How to check a case's appellate history

Valerie McConnell avatar
Written by Valerie McConnell
Updated over a week ago

Casetext's "SmartCite" Citator uses cutting-edge natural language processing and extensive human review to classify the appellate history of cases. As described below, SmartCite uses red and green  flags to to let you know how your case has been treated on appeal.  

A red flag indicates a case that is no longer good law because it has been reversed, overruled, vacated, withdrawn or superseded in whole or in part. When you see a red flag, you can click on that flag to get a link to the case that negatively treated your case on appeal.

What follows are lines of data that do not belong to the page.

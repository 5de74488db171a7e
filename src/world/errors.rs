//! Error and warning types shared by the generators.

use thiserror::Error;

use super::Coord;

/// Sanity checks on generator-controlled construction values.
///
/// These are reported, never fatal: the tile or monster is still built with
/// the offending value and handed back alongside the warnings.
#[derive(Error, Debug, Clone, PartialEq)]
pub enum ConstructionWarning {
    #[error("layer is smaller than 0 <layer: {layer}>")]
    NegativeLayer { layer: i32 },

    #[error("layer is not equal to the expected layer <layer: {layer}; expected: {expected}>")]
    UnexpectedLayer { layer: i32, expected: i32 },

    #[error("coords out of map range <x: {x}; y: {y}; map width: {width}; map height: {height}>")]
    OutOfBounds { x: i32, y: i32, width: i32, height: i32 },

    #[error("glyph length is not equal to 1 <length: {length}; glyph: {glyph:?}>")]
    GlyphLength { glyph: String, length: usize },

    #[error("{stat} is smaller than 0 <{stat}: {value}>")]
    NegativeStat { stat: &'static str, value: i32 },
}

/// Misconfiguration detected before any generation starts.
#[derive(Error, Debug, Clone, PartialEq)]
pub enum ConfigError {
    #[error("map dimensions must be positive <width: {width}; height: {height}>")]
    InvalidDimensions { width: i32, height: i32 },

    #[error("level count must be at least 1")]
    NoLevels,

    #[error("{name} range is inverted <min: {min}; max: {max}>")]
    InvertedRange { name: &'static str, min: u32, max: u32 },

    #[error("dig percentages must lie in 0..=100 <min: {min}; max: {max}>")]
    InvalidDigPercent { min: u32, max: u32 },

    #[error("balance tolerance must be a finite, non-negative fraction <tolerance: {0}>")]
    InvalidTolerance(f64),

    #[error("{0} must allow at least one attempt")]
    ZeroAttempts(&'static str),
}

/// Placement of non-overlapping positions could not be satisfied.
#[derive(Error, Debug, Clone, PartialEq)]
pub enum PlacementError {
    #[error("not enough free cells <requested: {requested}; placed: {placed}>")]
    NotEnoughSpace { requested: usize, placed: usize },
}

#[derive(Error, Debug)]
pub enum GenerationError {
    #[error("invalid configuration: {0}")]
    Config(#[from] ConfigError),

    #[error("start point {start} lies outside the map")]
    StartOutOfBounds { start: Coord },

    #[error("could not place resources on level {level}: {source}")]
    Resources { level: usize, source: PlacementError },

    #[error("could not place monsters on level {level}: {source}")]
    Spawns { level: usize, source: PlacementError },

    #[error("could not build monster: {0}")]
    Loader(#[from] crate::monsters::LoaderError),
}
use serde::{Deserialize, Serialize};
use rand::Rng;
use crate::config::{CountRange, GenerationConfig};
use super::{
    Board, Coord, DrunkardsWalk, GenerationError, LayoutValidator, PlacementError, Placer,
    QuadrantBalance, ResourceKind,
};

/// One accepted floor together with where the digger entered it.
#[derive(Debug, Clone, PartialEq, Serialize, Deserialize)]
pub struct Level {
    pub number: usize,
    pub board: Board,
    pub start: Coord,
    /// Carve attempts spent before this layout was accepted
    pub attempts: usize,
}

impl Level {
    /// Stairs coordinate. The factory marks stairs on every level it returns.
    pub fn stairs(&self) -> Coord {
        self.board.stairs().unwrap_or(self.start)
    }
}

/// Builds single floors: carve, validate, retry, then mark stairs and
/// scatter resources.
pub struct LevelFactory<V: LayoutValidator = QuadrantBalance> {
    pub width: i32,
    pub height: i32,
    pub walker: DrunkardsWalk,
    pub validator: V,
    pub max_attempts: usize,
    pub resources: CountRange,
    pub max_placement_attempts: usize,
    pub verbose: bool,
}

impl LevelFactory<QuadrantBalance> {
    pub fn from_config(config: &GenerationConfig) -> Self {
        Self::with_validator(config, config.balance())
    }
}

impl<V: LayoutValidator> LevelFactory<V> {
    pub fn with_validator(config: &GenerationConfig, validator: V) -> Self {
        Self {
            width: config.width,
            height: config.height,
            walker: config.walker(),
            validator,
            max_attempts: config.max_layout_attempts,
            resources: config.resources,
            max_placement_attempts: config.max_placement_attempts,
            verbose: false,
        }
    }

    pub fn build_level<R: Rng + ?Sized>(
        &self,
        number: usize,
        start: Coord,
        rng: &mut R,
    ) -> Result<Level, GenerationError> {
        if start.x < 0 || start.x >= self.width || start.y < 0 || start.y >= self.height {
            return Err(GenerationError::StartOutOfBounds { start });
        }

        let (mut board, stairs, attempts) = self.carve_balanced(number, start, rng);
        board.set_stairs(stairs);

        self.distribute_resources(&mut board, start, rng)
            .map_err(|source| GenerationError::Resources { level: number, source })?;

        Ok(Level {
            number,
            board,
            start,
            attempts,
        })
    }

    /// Rebuilds the board from scratch until the validator accepts it.
    ///
    /// After `max_attempts` rejections the attempt with the best score wins.
    fn carve_balanced<R: Rng + ?Sized>(&self, number: usize, start: Coord, rng: &mut R) -> (Board, Coord, usize) {
        let mut best: Option<(f64, Board, Coord)> = None;

        for attempt in 1..=self.max_attempts {
            let (mut board, warnings) = Board::new_blocked(self.width, self.height);
            for warning in &warnings {
                eprintln!("level {}: tile warning: {}", number, warning);
            }

            let end = self.walker.carve(&mut board, start, rng);
            if self.validator.is_valid(&board) {
                if self.verbose {
                    eprintln!("level {}: layout accepted after {} attempt(s)", number, attempt);
                }
                return (board, end, attempt);
            }

            let score = self.validator.score(&board);
            if best.as_ref().map_or(true, |(best_score, _, _)| score < *best_score) {
                best = Some((score, board, end));
            }
        }

        match best {
            Some((score, board, end)) => {
                eprintln!(
                    "level {}: no balanced layout in {} attempts, keeping best (score {:.3})",
                    number, self.max_attempts, score
                );
                (board, end, self.max_attempts)
            }
            None => {
                // Only reachable with a zero attempt cap, which config validation forbids
                let (mut board, _) = Board::new_blocked(self.width, self.height);
                let end = self.walker.carve(&mut board, start, rng);
                (board, end, 1)
            }
        }
    }

    /// Drops a few ammunition deposits on open floor, away from the start
    /// point and the stairs.
    pub fn distribute_resources<R: Rng + ?Sized>(
        &self,
        board: &mut Board,
        start: Coord,
        rng: &mut R,
    ) -> Result<Vec<Coord>, PlacementError> {
        let count = self.resources.roll(rng);
        let placer = Placer::new(board.width(), board.height(), self.max_placement_attempts);

        let positions = {
            let view = &*board;
            placer.place(count, rng, |coord, _| {
                coord != start
                    && view
                        .get(coord)
                        .map(|tile| !tile.blocked && !tile.has_resource() && !tile.is_stairs())
                        .unwrap_or(false)
            })?
        };

        for &coord in &positions {
            let kind = ResourceKind::random(rng);
            if let Some(tile) = board.get_mut(coord) {
                tile.place_resource(kind);
            }
        }

        Ok(positions)
    }
}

As shown in the example below, Sturgeon v. Frost, 872 F.3d 927 (9th Cir. 2017) is no longer good law because the red flag indicates that it was reversed by Sturgeon v. Frost, No. 17-949 (U.S. Mar. 26, 2019):

A green flag indicates that a case was affirmed by an appellate court. When you see a green flag, you can click on it to get a link to the case that affirmed your case on appeal. 

As shown in the example below, Axis, S.p.A. v. Micafil, Inc., 681 F. Supp. 1271 (N.D. Ohio 1987) received a green flag because it was affirmed on appeal by the Sixth Circuit:

What if a case does not have a red or green flag?

In general, the absence of a red or green flag means that the case was checked by SmartCite, and no negative or positive appellate history was found. That case is considered to be good law, even if it does not have a green flag indicating that it was affirmed on appeal. However, SmartCite does not cover opinions from administrative courts, such as the Board of Immigration Appeals. Cases that are not covered by SmartCite contain text below the title stating, "This case is not covered by Casetext's citator." 

While Casetext makes every effort to ensure that its SmartCite flags are accurate, please note that no case citator is perfect. SmartCite is intended to help attorneys determine how a case has been treated on appeal, but it is not intended to replace an attorney's review or judgment.